What is bias and variance?

Bias is the difference between what your model predicts and the true values. It's not always that easy because with the wrong model you won’t learn complex signals from the dataset. Variance refers to your algorithm's sensitivity to this specific set of data: how well it generalizes to new data it hasn’t seen before. High variance models will produce dramatically different predictions depending on the dataset it saw when training.

What is bias vs variance tradeoff?

Bias is the assumptions made by the model to make the target function easier to generalize approximate. Variance is the amount that the estimate of the target function will change exposed to new data. Trade-off is tension introduced by errors of bias and variance.

How do you alter the bias-variance trade-off?

It's firstly essential to pick a model that suits the data.
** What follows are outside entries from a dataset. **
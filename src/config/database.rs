//! Database configuration

use serde::Deserialize;
use std::time::Duration;

use super::error::ValidationError;

/// Database configuration
#[derive(Debug, Clone, Deserialize)]
pub struct DatabaseConfig {
    /// PostgreSQL connection URL
    pub url: String,

    /// Minimum connections to maintain
    #[serde(default = "default_min_connections")]
    pub min_connections: u32,

    /// Maximum connections allowed
    #[serde(default = "default_max_connections")]
    pub max_connections: u32,

    /// Connection acquire timeout in seconds
    #[serde(default = "default_acquire_timeout")]
    pub acquire_timeout_secs: u64,

    /// Run migrations on startup
    #[serde(default)]
    pub run_migrations: bool,
}

impl DatabaseConfig {
    /// Get acquire timeout as Duration
    pub fn acquire_timeout(&self) -> Duration {
        Duration::from_secs(self.acquire_timeout_secs)
    }

    /// Validate database configuration
    pub fn validate(&self) -> Result<(), ValidationError> {
        if self.url.is_empty() {
            return Err(ValidationError::MissingRequired("DATABASE_URL"));
        }
        if !self.url.starts_with("postgres://") && !self.url.starts_with("postgresql://") {
            return Err(ValidationError::InvalidDatabaseUrl);
        }
        if self.min_connections > self.max_connections {
            return Err(ValidationError::InvalidPoolSize);
        }
        if self.max_connections > 100 {
            return Err(ValidationError::PoolSizeTooLarge);
        }
        Ok(())
    }
}

impl Default for DatabaseConfig {
    fn default() -> Self {
        Self {
            url: String::new(),
            min_connections: default_min_connections(),
            max_connections: default_max_connections(),
            acquire_timeout_secs: default_acquire_timeout(),
            run_migrations: false,
        }
    }
}

fn default_min_connections() -> u32 {
    2
}

fn default_max_connections() -> u32 {
    10
}

fn default_acquire_timeout() -> u64 {
    30
}
//! Configuration error types

use thiserror::Error;

/// Errors that can occur during configuration loading
#[derive(Debug, Error)]
pub enum ConfigError {
    #[error("Configuration loading failed: {0}")]
    LoadError(#[from] config::ConfigError),

    #[error("Validation failed: {0}")]
    ValidationFailed(#[from] ValidationError),
}

/// Errors that can occur during configuration validation
#[derive(Debug, Error)]
pub enum ValidationError {
    #[error("Required configuration missing: {0}")]
    MissingRequired(&'static str),

    #[error("Invalid port number")]
    InvalidPort,

    #[error("Invalid request timeout")]
    InvalidTimeout,

    #[error("Invalid database URL format")]
    InvalidDatabaseUrl,

    #[error("Pool min_connections exceeds max_connections")]
    InvalidPoolSize,

    #[error("Pool size exceeds maximum allowed (100)")]
    PoolSizeTooLarge,

    #[error("JWT secret must be at least 32 bytes")]
    JwtSecretTooShort,

    #[error("Click merchant id must be numeric")]
    InvalidClickMerchantId,

    #[error("Payme endpoint must use HTTPS in production")]
    PaymeEndpointMustBeHttps,

    #[error("Google service account key is not valid PEM")]
    InvalidGoogleServiceAccountKey,
}
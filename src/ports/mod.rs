//! Ports: trait boundaries between the domain and its adapters.

pub mod checkout;
pub mod purchase_verifier;
pub mod transaction_store;
pub mod user_store;

pub use checkout::CheckoutProvider;
pub use purchase_verifier::{PurchaseVerifier, VerifiedPurchase};
pub use transaction_store::{StatusTransition, TransactionStore};
pub use user_store::{UserAccount, UserStore};
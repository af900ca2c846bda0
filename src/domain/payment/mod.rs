//! Payment domain: transactions, plans, signatures, and the
//! reconciliation logic that turns provider notifications into
//! subscription time.

pub mod amount;
pub mod errors;
pub mod plan;
pub mod provider;
pub mod reconciliation;
pub mod signature;
pub mod subscription;
pub mod transaction;

pub use amount::{MinorUnits, AMOUNT_TOLERANCE};
pub use errors::PaymentError;
pub use plan::{Plan, PlanCatalog, SubscriptionTier, DEFAULT_CATALOG};
pub use provider::ProviderKind;
pub use reconciliation::{
    CompleteRequest, CompletionOutcome, PrepareReceipt, PrepareRequest, ReconciliationService,
};
pub use signature::{ClickSignatureVerifier, SignedFields, WebhookAction};
pub use subscription::{extend_from, SubscriptionGrant};
pub use transaction::{generate_short_id, PaymentTransaction, TransactionStatus};
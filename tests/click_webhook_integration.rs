//! Integration tests for the Click webhook flow.
//!
//! Exercises the full path a provider notification takes: form command,
//! MD5 signature verification, prepare/complete reconciliation, and the
//! subscription extension, over in-memory store implementations.

use std::collections::HashMap;
use std::str::FromStr;
use std::sync::atomic::{AtomicU32, Ordering};
use std::sync::Arc;

use async_trait::async_trait;
use futures::future::join_all;
use secrecy::SecretString;
use tokio::sync::RwLock;

use linguapay::application::handlers::payment::{ClickWebhookCommand, ClickWebhookHandler};
use linguapay::domain::foundation::{
    DomainError, PlanId, Timestamp, TransactionId, UserId,
};
use linguapay::domain::payment::{
    ClickSignatureVerifier, MinorUnits, PaymentTransaction, ProviderKind, ReconciliationService,
    SignedFields, SubscriptionGrant, SubscriptionTier, TransactionStatus, WebhookAction,
    DEFAULT_CATALOG,
};
use linguapay::ports::{
    StatusTransition, TransactionStore, UserAccount, UserStore,
};

const SECRET: &str = "integration_secret_key";
const SERVICE_ID: i64 = 80012;

// =============================================================================
// Test Infrastructure
// =============================================================================

#[derive(Default)]
struct MemoryTransactionStore {
    rows: RwLock<HashMap<TransactionId, PaymentTransaction>>,
}

impl MemoryTransactionStore {
    async fn seed(&self, transaction: PaymentTransaction) {
        self.rows
            .write()
            .await
            .insert(transaction.id, transaction);
    }

    async fn get(&self, id: &TransactionId) -> PaymentTransaction {
        self.rows.read().await[id].clone()
    }
}

#[async_trait]
impl TransactionStore for MemoryTransactionStore {
    async fn create(&self, transaction: &PaymentTransaction) -> Result<(), DomainError> {
        self.rows
            .write()
            .await
            .insert(transaction.id, transaction.clone());
        Ok(())
    }

    async fn find_by_id(
        &self,
        id: &TransactionId,
    ) -> Result<Option<PaymentTransaction>, DomainError> {
        Ok(self.rows.read().await.get(id).cloned())
    }

    async fn find_by_short_id(
        &self,
        short_id: &str,
    ) -> Result<Option<PaymentTransaction>, DomainError> {
        Ok(self
            .rows
            .read()
            .await
            .values()
            .find(|t| t.short_id == short_id)
            .cloned())
    }

    async fn find_by_provider_reference(
        &self,
        provider: ProviderKind,
        reference: &str,
    ) -> Result<Option<PaymentTransaction>, DomainError> {
        Ok(self
            .rows
            .read()
            .await
            .values()
            .find(|t| t.provider == provider && t.provider_txn_id.as_deref() == Some(reference))
            .cloned())
    }

    async fn find_other_pending(
        &self,
        user_id: &UserId,
        plan_id: &PlanId,
        exclude: &TransactionId,
    ) -> Result<Option<TransactionId>, DomainError> {
        Ok(self
            .rows
            .read()
            .await
            .values()
            .find(|t| {
                t.user_id == *user_id
                    && t.plan_id == *plan_id
                    && t.id != *exclude
                    && t.status == TransactionStatus::Pending
            })
            .map(|t| t.id))
    }

    async fn complete_if_pending(
        &self,
        id: &TransactionId,
        provider_txn_id: &str,
        completed_at: Timestamp,
    ) -> Result<StatusTransition, DomainError> {
        let mut rows = self.rows.write().await;
        let row = rows
            .get_mut(id)
            .ok_or_else(|| DomainError::database("missing row"))?;
        if row.status != TransactionStatus::Pending {
            return Ok(StatusTransition::AlreadyDecided);
        }
        row.status = TransactionStatus::Completed;
        row.provider_txn_id = Some(provider_txn_id.to_string());
        row.completed_at = Some(completed_at);
        Ok(StatusTransition::Applied)
    }

    async fn fail_if_pending(
        &self,
        id: &TransactionId,
        provider_txn_id: &str,
    ) -> Result<StatusTransition, DomainError> {
        let mut rows = self.rows.write().await;
        let row = rows
            .get_mut(id)
            .ok_or_else(|| DomainError::database("missing row"))?;
        if row.status != TransactionStatus::Pending {
            return Ok(StatusTransition::AlreadyDecided);
        }
        row.status = TransactionStatus::Failed;
        row.provider_txn_id = Some(provider_txn_id.to_string());
        Ok(StatusTransition::Applied)
    }
}

struct MemoryUserStore {
    accounts: RwLock<HashMap<UserId, UserAccount>>,
    extension_calls: AtomicU32,
}

impl MemoryUserStore {
    fn with_user(user_id: UserId) -> Self {
        let mut accounts = HashMap::new();
        accounts.insert(
            user_id,
            UserAccount {
                id: user_id,
                subscription_tier: SubscriptionTier::Free,
                subscription_expires_at: None,
            },
        );
        Self {
            accounts: RwLock::new(accounts),
            extension_calls: AtomicU32::new(0),
        }
    }

    async fn account(&self, user_id: &UserId) -> UserAccount {
        self.accounts.read().await[user_id].clone()
    }
}

#[async_trait]
impl UserStore for MemoryUserStore {
    async fn find_by_id(&self, id: &UserId) -> Result<Option<UserAccount>, DomainError> {
        Ok(self.accounts.read().await.get(id).cloned())
    }

    async fn update_subscription(
        &self,
        id: &UserId,
        grant: &SubscriptionGrant,
    ) -> Result<UserAccount, DomainError> {
        self.extension_calls.fetch_add(1, Ordering::SeqCst);
        let mut accounts = self.accounts.write().await;
        let account = accounts
            .get_mut(id)
            .ok_or_else(|| DomainError::database("missing user"))?;
        account.subscription_tier = grant.tier;
        account.subscription_expires_at = Some(grant.expires_at);
        Ok(account.clone())
    }
}

struct TestEnv {
    handler: Arc<ClickWebhookHandler>,
    transactions: Arc<MemoryTransactionStore>,
    users: Arc<MemoryUserStore>,
    user_id: UserId,
}

fn env() -> TestEnv {
    let user_id = UserId::new();
    let transactions = Arc::new(MemoryTransactionStore::default());
    let users = Arc::new(MemoryUserStore::with_user(user_id));
    let reconciliation = Arc::new(ReconciliationService::new(
        transactions.clone(),
        users.clone(),
        Arc::new(DEFAULT_CATALOG.clone()),
    ));
    let verifier = Arc::new(ClickSignatureVerifier::new(SecretString::new(
        SECRET.to_string(),
    )));
    TestEnv {
        handler: Arc::new(ClickWebhookHandler::new(verifier, reconciliation)),
        transactions,
        users,
        user_id,
    }
}

fn silver_transaction(user_id: UserId) -> PaymentTransaction {
    PaymentTransaction::new_pending(
        user_id,
        PlanId::new("silver_monthly").unwrap(),
        ProviderKind::Click,
        MinorUnits::new(100_000),
    )
}

/// Builds a correctly signed webhook command.
fn signed_command(
    click_trans_id: i64,
    merchant_trans_id: &str,
    merchant_prepare_id: Option<String>,
    amount_major: f64,
    action: i64,
    error: i64,
) -> ClickWebhookCommand {
    let signer = ClickSignatureVerifier::new(SecretString::new(SECRET.to_string()));
    let amount = MinorUnits::from_major(amount_major);
    let sign_time = "2026-08-29 10:15:00".to_string();

    let sign_string = signer.sign_hex(&SignedFields {
        click_trans_id,
        service_id: SERVICE_ID,
        merchant_trans_id,
        merchant_prepare_id: merchant_prepare_id.as_deref(),
        amount,
        action: WebhookAction::from_code(action).unwrap(),
        sign_time: &sign_time,
    });

    ClickWebhookCommand {
        click_trans_id,
        service_id: SERVICE_ID,
        merchant_trans_id: merchant_trans_id.to_string(),
        merchant_prepare_id,
        amount: amount_major,
        action,
        error,
        sign_time,
        sign_string,
    }
}

// =============================================================================
// Full handshake
// =============================================================================

#[tokio::test]
async fn prepare_then_complete_extends_subscription() {
    let env = env();
    let tx = silver_transaction(env.user_id);
    env.transactions.seed(tx.clone()).await;

    let prepare = env
        .handler
        .handle(signed_command(700_001, &tx.short_id, None, 1000.0, 0, 0))
        .await;
    assert_eq!(prepare.error, 0);
    let prepare_id = prepare.merchant_prepare_id.clone().unwrap();
    assert_eq!(prepare_id, tx.id.to_string());

    let complete = env
        .handler
        .handle(signed_command(
            700_001,
            &tx.short_id,
            Some(prepare_id),
            1000.0,
            1,
            0,
        ))
        .await;
    assert_eq!(complete.error, 0);
    assert_eq!(complete.merchant_confirm_id, Some(tx.id.to_string()));

    let stored = env.transactions.get(&tx.id).await;
    assert_eq!(stored.status, TransactionStatus::Completed);
    assert_eq!(stored.provider_txn_id.as_deref(), Some("700001"));

    let account = env.users.account(&env.user_id).await;
    assert_eq!(account.subscription_tier, SubscriptionTier::Silver);
    assert!(account.subscription_expires_at.is_some());
}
For example, linear aggression will fail to capture nonlinear trends, so use a non-linear algorithm instead. Also, datasets need to be large enough to help models tease out underlying trends - increase variance if the model is overly biased. Feature engineering is one way to increase variance without finding more data. To decrease overfitting, trim or regularize variance or choose a simpler model.

Why is bias-variance trade-off important?

The bias-variance trade off involves two reducible errors in a model: bias and variance error. For predictive modeling, it's a way to diagnose the performance of an algorithm by breaking down its prediction error.